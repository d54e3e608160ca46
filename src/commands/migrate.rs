//! Migrate command - Database migration management.

use crate::cli::args::{MigrateAction, MigrateArgs};
use crate::config::Config;
use crate::errors::AppResult;
use crate::infra::Database;

/// Execute the migrate command
pub async fn execute(args: MigrateArgs, config: Config) -> AppResult<()> {
    // Manual control: nothing runs until the action says so
    let db = Database::connect_without_migrations(&config).await?;

    match args.action {
        MigrateAction::Up => {
            db.run_migrations().await?;
            tracing::info!("Migrations applied");
        }
        MigrateAction::Down => {
            db.rollback_migration().await?;
            tracing::info!("Last migration rolled back");
        }
        MigrateAction::Status => {
            for (name, applied) in db.migration_status().await? {
                println!("{:<60}{}", name, if applied { "applied" } else { "pending" });
            }
        }
        MigrateAction::Fresh => {
            tracing::warn!("Dropping all tables and re-running migrations");
            db.fresh_migrations().await?;
            tracing::info!("Fresh migrations applied");
        }
    }

    Ok(())
}
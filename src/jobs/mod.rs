//! Background jobs processed by the `jobs work` worker.

mod email_job;

use apalis_sql::postgres::PostgresStorage;
use apalis_sql::sqlx::postgres::{PgPool, PgPoolOptions};
use apalis_sql::Config as QueueConfig;

use crate::config::JOB_NAME_EMAIL;
use crate::errors::{AppError, AppResult};

pub use email_job::{email_job_handler, EmailJob};

/// Connect to the job queue database and create the queue tables if needed.
pub async fn connect_queue(database_url: &str) -> AppResult<PgPool> {
    let pool = PgPoolOptions::new()
        .max_connections(5)
        .connect(database_url)
        .await
        .map_err(|e| AppError::internal(format!("Failed to connect to job queue: {}", e)))?;

    PostgresStorage::setup(&pool)
        .await
        .map_err(|e| AppError::internal(format!("Failed to set up job storage: {}", e)))?;

    Ok(pool)
}

/// Storage for email jobs, namespaced so queue queries can target them.
pub fn email_storage(pool: PgPool) -> PostgresStorage<EmailJob> {
    PostgresStorage::new_with_config(pool, QueueConfig::new(JOB_NAME_EMAIL))
}
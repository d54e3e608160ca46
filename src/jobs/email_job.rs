//! Email background job.
//!
//! Emails are queued by the notifier and delivered by the `jobs work`
//! worker. Without `SMTP_HOST` the worker logs each message instead of
//! sending it.

use lettre::message::header::ContentType;
use lettre::transport::smtp::authentication::Credentials;
use lettre::{AsyncSmtpTransport, AsyncTransport, Message, Tokio1Executor};
use serde::{Deserialize, Serialize};
use std::env;

use crate::config::{DEFAULT_SMTP_FROM, DEFAULT_SMTP_PORT};
use crate::errors::AppError;

/// Email job payload
#[derive(Debug, Clone, PartialEq, Eq, Serialize, Deserialize)]
pub struct EmailJob {
    /// Recipient email address
    pub to: String,
    /// Email subject line
    pub subject: String,
    /// Plain text body
    pub body: String,
}

impl EmailJob {
    pub fn new(to: impl Into<String>, subject: impl Into<String>, body: impl Into<String>) -> Self {
        Self {
            to: to.into(),
            subject: subject.into(),
            body: body.into(),
        }
    }
}

/// SMTP settings read from the environment.
struct SmtpConfig {
    host: Option<String>,
    port: u16,
    user: Option<String>,
    pass: Option<String>,
    from: String,
}

impl SmtpConfig {
    fn from_env() -> Self {
        Self {
            host: env::var("SMTP_HOST").ok().filter(|h| !h.is_empty()),
            port: env::var("SMTP_PORT")
                .ok()
                .and_then(|p| p.parse().ok())
                .unwrap_or(DEFAULT_SMTP_PORT),
            user: env::var("SMTP_USER").ok(),
            pass: env::var("SMTP_PASS").ok(),
            from: env::var("SMTP_FROM").unwrap_or_else(|_| DEFAULT_SMTP_FROM.to_string()),
        }
    }

    fn transport(&self, host: &str) -> Result<AsyncSmtpTransport<Tokio1Executor>, AppError> {
        let mut builder = AsyncSmtpTransport::<Tokio1Executor>::starttls_relay(host)
            .map_err(|e| AppError::internal(format!("SMTP relay error: {}", e)))?
            .port(self.port);

        if let (Some(user), Some(pass)) = (&self.user, &self.pass) {
            builder = builder.credentials(Credentials::new(user.clone(), pass.clone()));
        }

        Ok(builder.build())
    }
}

fn build_message(job: &EmailJob, from: &str) -> Result<Message, AppError> {
    Message::builder()
        .from(
            from.parse()
                .map_err(|e| AppError::internal(format!("Invalid from address: {}", e)))?,
        )
        .to(job
            .to
            .parse()
            .map_err(|e| AppError::validation(format!("Invalid recipient address: {}", e)))?)
        .subject(job.subject.clone())
        .header(ContentType::TEXT_PLAIN)
        .body(job.body.clone())
        .map_err(|e| AppError::internal(format!("Failed to build email: {}", e)))
}

/// Email job handler - processes email sending jobs
pub async fn email_job_handler(job: EmailJob) -> Result<(), AppError> {
    let config = SmtpConfig::from_env();

    tracing::info!(to = %job.to, subject = %job.subject, "Processing email job");

    let message = build_message(&job, &config.from)?;

    let Some(host) = config.host.as_deref() else {
        tracing::warn!("SMTP not configured - logging email instead of sending");
        tracing::info!(
            from = %config.from,
            to = %job.to,
            subject = %job.subject,
            body = %job.body,
            "Email not sent"
        );
        return Ok(());
    };

    config
        .transport(host)?
        .send(message)
        .await
        .map_err(|e| AppError::internal(format!("Failed to send email: {}", e)))?;

    tracing::info!(to = %job.to, "Email sent");
    Ok(())
}

#[cfg(test)]
mod tests {
    use super::*;

    #[test]
    fn test_email_job_serializes() {
        let job = EmailJob::new("user@example.com", "Hello", "Body");
        let json = serde_json::to_string(&job).unwrap();
        let parsed: EmailJob = serde_json::from_str(&json).unwrap();

        assert_eq!(parsed, job);
    }

    #[test]
    fn test_build_message_rejects_bad_recipient() {
        let job = EmailJob::new("not an address", "Hello", "Body");
        assert!(build_message(&job, DEFAULT_SMTP_FROM).is_err());
    }

    #[test]
    fn test_build_message() {
        let job = EmailJob::new("user@example.com", "Hello", "Body");
        assert!(build_message(&job, DEFAULT_SMTP_FROM).is_ok());
    }
}
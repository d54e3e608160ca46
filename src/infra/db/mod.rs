//! Database connection and migrations.

use sea_orm::{ConnectionTrait, Database as SeaDatabase, DatabaseConnection, DbErr, Statement};
use sea_orm_migration::MigratorTrait;

use crate::config::Config;

pub mod migrations;

pub use migrations::Migrator;

/// Owns the connection pool shared by every repository.
#[derive(Clone)]
pub struct Database {
    connection: DatabaseConnection,
}

impl Database {
    /// Connect and apply pending migrations.
    pub async fn connect(config: &Config) -> Result<Self, DbErr> {
        let database = Self::connect_without_migrations(config).await?;
        database.run_migrations().await?;

        tracing::info!("Database connected and migrations applied");
        Ok(database)
    }

    /// Connect without running migrations (for `migrate` commands).
    pub async fn connect_without_migrations(config: &Config) -> Result<Self, DbErr> {
        let connection = SeaDatabase::connect(&config.database_url).await?;
        Ok(Self { connection })
    }

    /// Wrap an existing connection.
    pub fn from_connection(connection: DatabaseConnection) -> Self {
        Self { connection }
    }

    /// Get a clone of the database connection.
    pub fn get_connection(&self) -> DatabaseConnection {
        self.connection.clone()
    }

    /// Run pending migrations.
    pub async fn run_migrations(&self) -> Result<(), DbErr> {
        Migrator::up(&self.connection, None).await
    }

    /// Rollback the last migration.
    pub async fn rollback_migration(&self) -> Result<(), DbErr> {
        Migrator::down(&self.connection, Some(1)).await
    }

    /// Every known migration with whether it has been applied.
    pub async fn migration_status(&self) -> Result<Vec<(String, bool)>, DbErr> {
        let pending: std::collections::HashSet<String> =
            Migrator::get_pending_migrations(&self.connection)
                .await?
                .iter()
                .map(|m| m.name().to_string())
                .collect();

        Ok(Migrator::migrations()
            .iter()
            .map(|m| {
                let name = m.name().to_string();
                let applied = !pending.contains(&name);
                (name, applied)
            })
            .collect())
    }

    /// Drop everything and re-run all migrations.
    pub async fn fresh_migrations(&self) -> Result<(), DbErr> {
        Migrator::fresh(&self.connection).await
    }

    /// Check database connectivity by executing a simple query.
    pub async fn ping(&self) -> Result<(), DbErr> {
        self.connection
            .execute(Statement::from_string(
                self.connection.get_database_backend(),
                "SELECT 1".to_string(),
            ))
            .await?;
        Ok(())
    }
}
────────────────
> What the task asks
Beginning at the line that contains "a simple query.", transcribe every line through the end of the material exactly, leaving out all earlier lines.

> Solution
    /// Check database connectivity by executing a simple query.
    pub async fn ping(&self) -> Result<(), DbErr> {
        self.connection
            .execute(Statement::from_string(
                self.connection.get_database_backend(),
                "SELECT 1".to_string(),
            ))
            .await?;
        Ok(())
    }
}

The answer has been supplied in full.